Głód w oblężonym Leningradzie. Wstrząsające relacje mieszkańców miasta
Kiedy głód dochodzi do ekstremum, ciało sięga po równie ekstremalne środki. Zaczyna pożerać samo siebie z nadzieją, że wkrótce sytuacja się odmieni. Ale co, jeśli lepsze czasy nie nadchodzą? Na własnej skórze przekonali się o tym podczas II wojny światowej leningradczycy. Ich doświadczenia porażają.

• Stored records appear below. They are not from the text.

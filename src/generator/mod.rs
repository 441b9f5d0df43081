use anyhow::{bail, Result};

/// Bound applied to every generated value, so that summing two of them
/// never overflows an `i32`.
pub const MODULUS: i32 = i32::MAX / 2;

/// Smallest array size the recurrence is defined for.
pub const MIN_ARRAY_SIZE: usize = 3;

/// The two read-only source arrays of the benchmark.
#[derive(Debug, Clone, PartialEq, Eq)]
pub struct SourceArrays {
    pub a: Vec<i32>,
    pub b: Vec<i32>,
}

impl SourceArrays {
    /// Fills `a` and `b` with the recurrence `x[i] = (x[i-1] + x[i-2]) mod MODULUS`,
    /// starting from `0, 1`. Both arrays hold identical values.
    pub fn generate(n: usize) -> Result<Self> {
        if n < MIN_ARRAY_SIZE {
            bail!(
                "Invalid array size: expected at least {}, got {}",
                MIN_ARRAY_SIZE,
                n
            );
        }

        let mut a = vec![0i32; n];
        a[1] = 1;
        for i in 2..n {
            a[i] = next_term(a[i - 1], a[i - 2]);
        }
        let b = a.clone();

        Ok(Self { a, b })
    }

    pub fn len(&self) -> usize {
        self.a.len()
    }

    pub fn is_empty(&self) -> bool {
        self.a.is_empty()
    }
}

fn next_term(prev: i32, prev2: i32) -> i32 {
    // Both terms are below MODULUS, so the sum fits in an i32.
    (prev + prev2) % MODULUS
}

„Na mojej skórze pojawiły się zmiany zwyrodnieniowe, moje ręce przypominają ręce siedemdziesięcioletniego starca” – pisał zimą na przełomie 1941 i 1942 roku Iwan Sawinkow, jeden z przeszło dwóch milionów leningradczyków, którzy podczas II wojny światowej zostali na dwa i pół roku odcięci przez wojska niemieckie od dostaw żywności. Hitlerowcy liczyli, że wygłodniali obrońcy miasta szybko skapitulują. Wkrótce przekonali się, jak bardzo się mylili – i do czego doprowadził ten błąd w rozumowaniu oraz ślepy upór, który kazał im przeciągać oblężenie.
Spacer śmierci
Dla mieszkańców miasta (obecnego Petersburga) okres od września 1941 roku do stycznia 1944 roku był urzeczywistnieniem najgorszych koszmarów. W krytycznym momencie dziennie umierało około czterech tysięcy osób. Resztę spotykał los gorszy od śmierci – życie za pan brat ze skrajnym głodem. Ich organizmy dosłownie zjadały się od środka, trawiły własne tkanki, byle przetrwać.

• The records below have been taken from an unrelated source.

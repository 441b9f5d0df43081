use anyhow::{bail, Context, Result};
use log::debug;
use rayon::prelude::*;
use rayon::{ThreadPool, ThreadPoolBuilder};

use crate::summer::{check_lengths, partition, sum_range};

pub const DEFAULT_CHUNK_SIZE: usize = 100;

/// Chunked parallel summer running on its own bounded rayon pool.
pub struct ParallelProcessor {
    pool: ThreadPool,
    num_workers: usize,
    chunk_size: usize,
}

impl ParallelProcessor {
    pub fn new(num_workers: Option<usize>, chunk_size: usize) -> Result<Self> {
        if chunk_size == 0 {
            bail!("Chunk size must be at least 1");
        }

        let num_workers = num_workers.unwrap_or_else(num_cpus::get);
        if num_workers == 0 {
            bail!("Worker count must be at least 1");
        }

        let pool = ThreadPoolBuilder::new()
            .num_threads(num_workers)
            .thread_name(|i| format!("arraysum-worker-{}", i))
            .build()
            .with_context(|| format!("Failed to start {} worker threads", num_workers))?;

        debug!(
            "worker pool ready: {} threads, chunk size {}",
            num_workers, chunk_size
        );

        Ok(Self {
            pool,
            num_workers,
            chunk_size,
        })
    }

    pub fn num_workers(&self) -> usize {
        self.num_workers
    }

    pub fn chunk_size(&self) -> usize {
        self.chunk_size
    }

    /// Computes `out[i] = a[i] + b[i]` chunk by chunk on the pool, returning
    /// once every chunk is done.
    pub fn sum(&self, a: &[i32], b: &[i32], out: &mut [i32]) -> Result<()> {
        check_lengths(a, b, out)?;

        let chunk_size = self.chunk_size;
        let total = out.len();

        // Each task owns one disjoint output chunk; the inputs are shared read-only.
        self.pool.install(|| {
            out.par_chunks_mut(chunk_size)
                .zip(partition(total, chunk_size))
                .for_each(|(chunk, range)| sum_range(a, b, chunk, range));
        });

        Ok(())
    }
}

Nic dziwnego, że studentka dramaturgii z leningradzkiego Konserwatorium Teatralnego, osiemnastoletnia Nina Mierwolf, pytała rozpaczliwie: „Gdzie jest moje ciało? Nie wiem, co się ze mną porobiło. Nie pojmuję, co się ze mną dzieje. Gdzie moje ciało?”.
Inna z „więźniarek” metropolii, Aleksandra Lubowska rozpaczała: „Moje ręce i nogi ledwie słuchają poleceń mózgu. Ruchy moich rąk są niezdarne. Kroki nierytmiczne, nierówne”. Rzeczywiście, wobec ekstremalnego głodu, rozpaczy oraz braku nadziei na lepsze jutro ciała i umysły dosłownie sprzymierzały się przeciwko swoim właścicielom.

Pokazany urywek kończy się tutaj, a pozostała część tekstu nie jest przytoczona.